SwooningCamille · 11/12/2023 22:36

He's behaving very badly, but I do feel a bit sorry for him. He didn't choose to have parents who don't live together. If you and his dad were still a family, you would at least be able to view his behaviour as simply bad and immature behaviour, and take a joint stance on it - but as things stand, he may well be angry because he has no home any more. His dad has effectively ousted him by having another baby, and you've re-married someone who doesn't like him. None of it's ideal. My son is nearly 23 and I'd pull him up on that behaviour like a shot - but it would be easier for me to do it, rather than an unrelated male who happens to live with me. Step-families are no fun.

He wasn't ousted from anywhere ...he has a wife whom he split from so came back to his mother's .....he's a grown man not a teenager.

Lucy377 · 12/12/2023 08:44

You are dodging taking the responsibility for this.
You named the post 'DH wants' him to move out.

What about you, what do you want?

You feel guilty saying No to your son so you better get used to feeling guilty.

Unless you personally take responsibility for your own decisions then you won't be at peace.

Either make peace with your son being there and accept that you actually are fine cooking, cleaning and picking up after him OR have that difficult conversation with him about moving out.

There is a way to keep a relationship with your son but still put boundaries in place.

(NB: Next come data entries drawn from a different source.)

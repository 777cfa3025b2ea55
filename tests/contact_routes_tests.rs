mod common;

use axum::{
    body::{Body, to_bytes},
    http::{Request, StatusCode},
};
use common::{OWNER, exec, seal, seal_all, spawn_app, temp_store};
use serde_json::json;
use tower::ServiceExt;

fn payload(token: &str) -> serde_json::Value {
    json!({
        "token": token,
        "name": "<b>Jane</b>",
        "email": "jane@example.org",
        "message": "Hello <script>alert(1)</script>there, love the projects!"
    })
}

#[tokio::test]
async fn valid_submission_sends_sanitized_mail_and_confirmation() {
    let store = temp_store().await;
    seal_all(&store).await;
    let app = spawn_app(store, false).await;

    let (status, body) = exec(&app, "POST", "/api/mail", Some(payload("0.9"))).await;
    assert_eq!(status, StatusCode::OK);
    assert_eq!(body, json!({"message": "Email successfully sent"}));

    let sent = app.mail.sent.lock().unwrap();
    assert_eq!(sent.len(), 2);
    assert_eq!(sent[0].from, "jane@example.org");
    assert_eq!(sent[0].to, OWNER);
    assert_eq!(sent[0].subject, "Jane jane@example.org - Portfolio");
    assert_eq!(sent[0].body, "Hello there, love the projects!");
    assert_eq!(sent[1].to, "jane@example.org");
}

#[tokio::test]
async fn gate_boundary_is_exclusive() {
    let store = temp_store().await;
    seal_all(&store).await;
    let app = spawn_app(store, false).await;

    let (status, body) = exec(&app, "POST", "/api/mail", Some(payload("0.3"))).await;
    assert_eq!(status, StatusCode::BAD_REQUEST);
    assert_eq!(
        body,
        json!({"message": "Sorry, your request can't be processed right now due to suspicious activity."})
    );
    assert!(app.mail.sent.lock().unwrap().is_empty());

    let (status, _) = exec(&app, "POST", "/api/mail", Some(payload("0.31"))).await;
    assert_eq!(status, StatusCode::OK);
}

#[tokio::test]
async fn broken_assessment_fails_closed() {
    let store = temp_store().await;
    seal_all(&store).await;
    let app = spawn_app(store, false).await;

    let (status, body) = exec(&app, "POST", "/api/mail", Some(payload("broken"))).await;
    assert_eq!(status, StatusCode::BAD_REQUEST);
    assert_eq!(body, json!({"message": "There appears to be an issue..."}));
    assert!(app.mail.sent.lock().unwrap().is_empty());
}

#[tokio::test]
async fn validation_errors_answer_ok_with_field_list() {
    let store = temp_store().await;
    seal_all(&store).await;
    let app = spawn_app(store, false).await;

    let (status, body) = exec(
        &app,
        "POST",
        "/api/mail",
        Some(json!({"token": "0.9", "name": "a", "email": "x@y.com", "message": "0123456789"})),
    )
    .await;
    assert_eq!(status, StatusCode::OK);
    assert_eq!(
        body,
        json!([{"path": "name", "message": "Name must be at least 2 characters"}])
    );
    assert!(app.mail.sent.lock().unwrap().is_empty());
}

#[tokio::test]
async fn missing_credential_is_internal_error_without_sending() {
    let store = temp_store().await;
    seal(&store, "APIKey", "risk-api-key").await;
    seal(&store, "ClientID", "client-id").await;
    seal(&store, "ClientSecret", "").await;
    seal(&store, "RefreshToken", "refresh-token").await;
    let app = spawn_app(store, false).await;

    let (status, body) = exec(&app, "POST", "/api/mail", Some(payload("0.9"))).await;
    assert_eq!(status, StatusCode::INTERNAL_SERVER_ERROR);
    assert_eq!(body, json!({"message": "An error occurred"}));
    assert!(app.mail.sent.lock().unwrap().is_empty());
}

#[tokio::test]
async fn missing_gate_key_is_internal_error() {
    let app = spawn_app(temp_store().await, false).await;
    let (status, _) = exec(&app, "POST", "/api/mail", Some(payload("0.9"))).await;
    assert_eq!(status, StatusCode::INTERNAL_SERVER_ERROR);
}

#[tokio::test]
async fn oversized_body_is_refused() {
    let store = temp_store().await;
    seal_all(&store).await;
    let app = spawn_app(store, false).await;

    let oversized = format!(
        r#"{{"token":"0.9","name":"Jane","email":"jane@example.org","message":"{}"}}"#,
        "a".repeat(128 * 1024)
    );
    let resp = app
        .router
        .clone()
        .oneshot(
            Request::builder()
                .method("POST")
                .uri("/api/mail")
                .header("content-type", "application/json")
                .body(Body::from(oversized))
                .expect("failed to build request"),
        )
        .await
        .expect("request failed");

    assert_eq!(resp.status(), StatusCode::PAYLOAD_TOO_LARGE);
    let body = to_bytes(resp.into_body(), usize::MAX)
        .await
        .expect("failed to read response body");
    let body: serde_json::Value = serde_json::from_slice(&body).expect("413 body is JSON");
    assert_eq!(body, json!({"message": "Request body too large"}));
    assert!(app.mail.sent.lock().unwrap().is_empty());
}

#[tokio::test]
async fn mistyped_field_is_generic_bad_request() {
    let store = temp_store().await;
    seal_all(&store).await;
    let app = spawn_app(store, false).await;

    let body = json!({
        "token": "0.9",
        "name": 123,
        "email": "jane@example.org",
        "message": "Hello there, love the projects!"
    });
    let (status, body) = exec(&app, "POST", "/api/mail", Some(body)).await;
    assert_eq!(status, StatusCode::BAD_REQUEST);
    assert_eq!(body, json!({"message": "There appears to be an issue..."}));
    assert!(app.mail.sent.lock().unwrap().is_empty());
}

#[tokio::test]
async fn body_without_json_content_type_is_generic_bad_request() {
    let store = temp_store().await;
    seal_all(&store).await;
    let app = spawn_app(store, false).await;

    let (status, body) = exec(&app, "POST", "/api/resume", None).await;
    assert_eq!(status, StatusCode::BAD_REQUEST);
    assert_eq!(body, json!({"message": "There appears to be an issue..."}));

    let resp = app
        .router
        .clone()
        .oneshot(
            Request::builder()
                .method("POST")
                .uri("/api/mail")
                .header("content-type", "application/json")
                .body(Body::from("{not json"))
                .expect("failed to build request"),
        )
        .await
        .expect("request failed");
    assert_eq!(resp.status(), StatusCode::BAD_REQUEST);
}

CormorantStrikesBack · 12/12/2023 08:48

Blimey, I’d want him to move out even if he was my son

NaughtybutNice77 · 12/12/2023 08:49

You know what the solution is. It may not be easy but it's very simple. I'd broach it now with a 'to go by' date eg January 31st

Jifmicroliquid · 12/12/2023 08:53

Why are there so many rude, lazy and entitled young men out there?

Im sorry OP, but you need to give him some tough love here as it sounds as if he’s been quite spoilt to turn out this way.

emmylousings · 12/12/2023 08:56

I feel for you here Op. All I want to say is that if you ask DS to leave, it's not because you are favouring your DH, but because you are trying to teach your son to behave like an adult, the importance of considering the feelings of others, being respectful in shared spaces...all things parents really should teach their children. If you were living alone with him and he was behaving like this, I think many of us would say it was intolerable and that you were enabling him. So don't frame it all around your DH, if that helps.

SOxon · 12/12/2023 09:00

Yet another misleading heading.

billyt · 12/12/2023 09:00

@timingout

Why does your son come home without washing his hands? Because he's lazy?

Your son needs to leave as soon as possible. Why should your DH suffer this in his own home? I certainly wouldn't put up with it.

And from what you've written, I guess if your son happens to 'snare' another woman she'll be on here complaining her partner is a lazy, cock-lodging slob.

Sdpbody · 12/12/2023 09:09

His future wife is going to be in for such a treat.... Letting these feckless men behave this way is just atrocious. Kick the lazy arse out.

NoNoNanette · 12/12/2023 09:11

Hibambinos · 11/12/2023 21:39

You are allowing your dh to live in hell in his own home, because your adult child wants to do as he likes and be disrespectful. If I was your dh I would be fuming and filing for divorce. You are a couple, you should have your dh’s back here. Your son is 23 and putting two fingers up to your kindness.

Just think if it was the DH's son! Advice would be get ducks in a row, check mortgage, see solicitor, change locks, etc.

eighbell · 12/12/2023 09:15

@timingout my teenager behaves better than your 23 year old! Tough love time!